The technology in our pockets can now play a role in tracing the spread of coronavirus, with the launch of an app for England and Wales.
But how should the app be used, who should use it and will it even work on your smartphone?
Here, the PA news agency answers some of the crucial questions about the NHS Covid-19 contact tracing app:
– Do I have to use the app?
No, the app is entirely voluntary.
Businesses have started displaying QR code posters making it easier for anyone entering their facilities to scan and check in, but venues are expected to keep a paper log for anyone not using the app.
The new #NHSCOVID19app, now available in England and Wales, is the fastest way of knowing when you’re at risk from coronavirus.
Download now from:
➡️ Google Play Store: https://t.co/sivYOhAkH3
➡️ Apple App Store: https://t.co/EnHDdr5mtg
— NHS (@NHSuk) September 24, 2020
– What sort of smartphone do I need?
The app is available on iOS and Android operating systems but will not work on older handsets.
On the iPhone, you will need to be running iOS 13.5, meaning the oldest possible iPhone device you can use it on is 2015’s iPhone 6s.
On Android, Marshmallow 6.0 – released in 2015 – and higher is required.
NHS Test and Trace says this is because the app needs something called Exposure Notification, which Apple and Google developed together for it to work.
Those unable to access the app are urged to continue using traditional contact tracing services instead.

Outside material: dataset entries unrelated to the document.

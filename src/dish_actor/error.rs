//! Error types for the Dish actor.

use thiserror::Error;

/// Errors that can occur during catalog operations.
#[derive(Debug, Clone, Error, PartialEq)]
pub enum DishError {
    /// The requested dish was not found.
    #[error("Dish not found: {0}")]
    NotFound(String),

    /// The payload failed validation.
    #[error("Validation error: {0}")]
    Validation(String),

    /// An error occurred while communicating with the actor system.
    #[error("Actor communication error: {0}")]
    Actor(String),
}
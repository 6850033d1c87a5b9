//! The unified account entity: customers, VIPs, employees, and managers.

use chrono::{DateTime, Utc};
use serde::{Deserialize, Serialize};

/// The closed set of roles an account can hold.
///
/// Serialized as the lowercase tag used by existing stored records.
#[derive(Debug, Clone, Copy, PartialEq, Eq, Hash, Serialize, Deserialize)]
#[serde(rename_all = "lowercase")]
pub enum Role {
    Visitor,
    Customer,
    Vip,
    Chef,
    Delivery,
    Manager,
}

impl Role {
    /// Customer-tier roles: subject to warnings, discounts, promotion.
    pub fn is_customer_tier(self) -> bool {
        matches!(self, Role::Customer | Role::Vip)
    }

    /// Employee roles: subject to demotion/bonus performance checks.
    pub fn is_employee(self) -> bool {
        matches!(self, Role::Chef | Role::Delivery)
    }
}

impl std::fmt::Display for Role {
    fn fmt(&self, f: &mut std::fmt::Formatter<'_>) -> std::fmt::Result {
        let tag = match self {
            Role::Visitor => "visitor",
            Role::Customer => "customer",
            Role::Vip => "vip",
            Role::Chef => "chef",
            Role::Delivery => "delivery",
            Role::Manager => "manager",
        };
        f.write_str(tag)
    }
}

/// The complete role-transition graph.
///
/// Every mutation site goes through [`Account::transition_role`], which
/// consults this predicate; there are no inline role reassignments anywhere
/// else in the crate.
pub fn role_transition_allowed(from: Role, to: Role) -> bool {
    use Role::*;
    matches!(
        (from, to),
        (Visitor, Customer)     // registration approved
            | (Customer, Vip)   // promotion
            | (Vip, Customer)   // downgrade
            | (Customer, Visitor) // deregistration
            | (Chef, Customer)  // termination
            | (Delivery, Customer)
            | (Customer, Chef)  // hiring
            | (Customer, Delivery)
    )
}

/// The four fixed taste categories used for recommendations.
#[derive(Debug, Clone, Copy, PartialEq, Eq, Hash, Serialize, Deserialize)]
#[serde(rename_all = "lowercase")]
pub enum FlavorTag {
    Spicy,
    Sweet,
    Savory,
    Tangy,
}

impl FlavorTag {
    pub const ALL: [FlavorTag; 4] = [
        FlavorTag::Spicy,
        FlavorTag::Sweet,
        FlavorTag::Savory,
        FlavorTag::Tangy,
    ];
}

/// Per-account affinity scores across the four taste categories, each in [0, 10].
#[derive(Debug, Clone, Default, PartialEq, Serialize, Deserialize)]
pub struct FlavorProfile {
    pub spicy: f64,
    pub sweet: f64,
    pub savory: f64,
    pub tangy: f64,
}

impl FlavorProfile {
    pub fn get(&self, tag: FlavorTag) -> f64 {
        match tag {
            FlavorTag::Spicy => self.spicy,
            FlavorTag::Sweet => self.sweet,
            FlavorTag::Savory => self.savory,
            FlavorTag::Tangy => self.tangy,
        }
    }

    fn get_mut(&mut self, tag: FlavorTag) -> &mut f64 {
        match tag {
            FlavorTag::Spicy => &mut self.spicy,
            FlavorTag::Sweet => &mut self.sweet,
            FlavorTag::Savory => &mut self.savory,
            FlavorTag::Tangy => &mut self.tangy,
        }
    }

    /// Nudge the profile after a food rating: each tagged flavor moves by
    /// `(rating - 3) * 0.5`, clamped to [0, 10]. A 5-star rating pulls the
    /// tags up, a 1-star rating pushes them down.
    pub fn nudge(&mut self, tags: &[FlavorTag], stars: u32) {
        let delta = (stars as f64 - 3.0) * 0.5;
        for &tag in tags {
            let slot = self.get_mut(tag);
            *slot = (*slot + delta).clamp(0.0, 10.0);
        }
    }
}

/// A registered account: identity, ledger, and reputation counters.
///
/// One struct covers every role; employee fields (salary, demotions) are
/// zero for customers and vice versa, matching the stored-record layout.
#[derive(Debug, Clone, PartialEq, Serialize, Deserialize)]
pub struct Account {
    pub id: String,
    pub name: String,
    pub email: String,
    pub role: Role,
    pub created_at: DateTime<Utc>,
    /// Set by manager approval; customer-tier accounts cannot order before it.
    pub approved: bool,
    pub blacklisted: bool,
    pub closure_requested: bool,

    // Ledger
    pub balance: f64,
    pub total_spent: f64,
    pub orders_count: u32,

    // Reputation
    pub warnings: u32,
    pub complaints_count: u32,
    pub compliments: u32,
    /// Mean of `rating_history`, kept for stored-record compatibility.
    pub rating: f64,
    pub ratings_count: u32,
    /// Every individual rating ever received, so the mean is recomputed
    /// rather than incrementally drifted.
    pub rating_history: Vec<u32>,

    // Employee
    pub salary: f64,
    pub demotions: u32,
    pub bonuses: u32,
    pub deliveries_completed: u32,

    // VIP
    pub vip_since: Option<DateTime<Utc>>,
    pub free_deliveries_earned: u32,
    pub free_deliveries_used: u32,

    pub flavor_profile: FlavorProfile,
}

/// Payload for registering a new account.
#[derive(Debug, Clone, Serialize, Deserialize)]
pub struct AccountCreate {
    pub name: String,
    pub email: String,
    pub role: Role,
    pub balance: f64,
    pub salary: f64,
}

/// Payload for updating account contact/payroll details.
#[derive(Debug, Clone, Default, Serialize, Deserialize)]
pub struct AccountUpdate {
    pub email: Option<String>,
    pub salary: Option<f64>,
}

#[cfg(test)]
mod tests {
    use super::*;

    #[test]
    fn transition_graph_permits_lifecycle_edges() {
        assert!(role_transition_allowed(Role::Customer, Role::Vip));
        assert!(role_transition_allowed(Role::Vip, Role::Customer));
        assert!(role_transition_allowed(Role::Customer, Role::Visitor));
        assert!(role_transition_allowed(Role::Chef, Role::Customer));
        assert!(role_transition_allowed(Role::Delivery, Role::Customer));
        assert!(role_transition_allowed(Role::Visitor, Role::Customer));
    }

    #[test]
    fn transition_graph_rejects_shortcuts() {
        assert!(!role_transition_allowed(Role::Visitor, Role::Vip));
        assert!(!role_transition_allowed(Role::Vip, Role::Chef));
        assert!(!role_transition_allowed(Role::Customer, Role::Manager));
        assert!(!role_transition_allowed(Role::Manager, Role::Customer));
        assert!(!role_transition_allowed(Role::Chef, Role::Delivery));
    }

    #[test]
    fn flavor_profile_nudge_clamps() {
        let mut profile = FlavorProfile::default();
        // 1-star rating cannot push below zero.
        profile.nudge(&[FlavorTag::Sweet], 1);
        assert_eq!(profile.sweet, 0.0);

        // 5-star ratings add +1.0 per rating and cap at 10.
        for _ in 0..15 {
            profile.nudge(&[FlavorTag::Sweet], 5);
        }
        assert_eq!(profile.sweet, 10.0);

        // 3 stars is neutral.
        profile.nudge(&[FlavorTag::Spicy], 3);
        assert_eq!(profile.spicy, 0.0);
    }
}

– Will it track my location?
No, the app does not request access to GPS features on your phone, meaning it can’t track your movements.
The only things the app will ask permission for is to use Bluetooth in the background, which essentially allows the contact tracing process to work.
It also needs notifications, to alert you if someone who was close to you has tested positive for the virus.
– What languages is it available in?
There are plans to add other languages, including Polish.
– What if I live in Scotland and Northern Ireland?
Scotland and Northern Ireland have their own apps, called Protect Scotland and StopCOVID NI respectively.
The Department for Health and Social Care (DHSC) says it is continuing to work with both the Northern Ireland Executive and Scottish Government to understand how best the apps could complement each other.
The UK is also working with other app development teams across the world to create an app that can be used even while travelling in other countries.
– So, what if I travel to another UK nation or another country?
Apple and Google’s Exposure Notification technology will only allow the use of one official contact tracing app at a time.
So without a common app or compatibility in other countries for the moment, you will need to change your Exposure Notifications settings to switch between apps.
Open the app for the country you are in, and turn on contact tracing within that app.
A prompt will ask if you want to switch – but be sure to switch back when you return home.
– Do children need to use it?
No, it is for people over the age of 16.
– I’m not allowed my phone at work, what should I do?
There is a toggle to switch contact tracing off when you need to, found at the bottom of the app screen.
This should help avoid any false positives when your phone is in your work locker and not on your person.
When switching the toggle, it will ask if you want to set a reminder for when it should be switched back on.
– Will it actually make a difference?
The app has been pitched as an aid to contact tracing efforts.
NHS Test and Trace head Baroness Dido Harding has repeatedly said the technology is not a “silver bullet”.
Dr David Bonsall, scientific adviser to the Test and Trace Programme and senior researcher at Oxford University, said: “Even at lower uptake levels, the NHS Covid-19 contact tracing app will work within small networks of app users.
“Our Oxford University analysis suggests that every pair of friends using the app has the potential to prevent an infection.”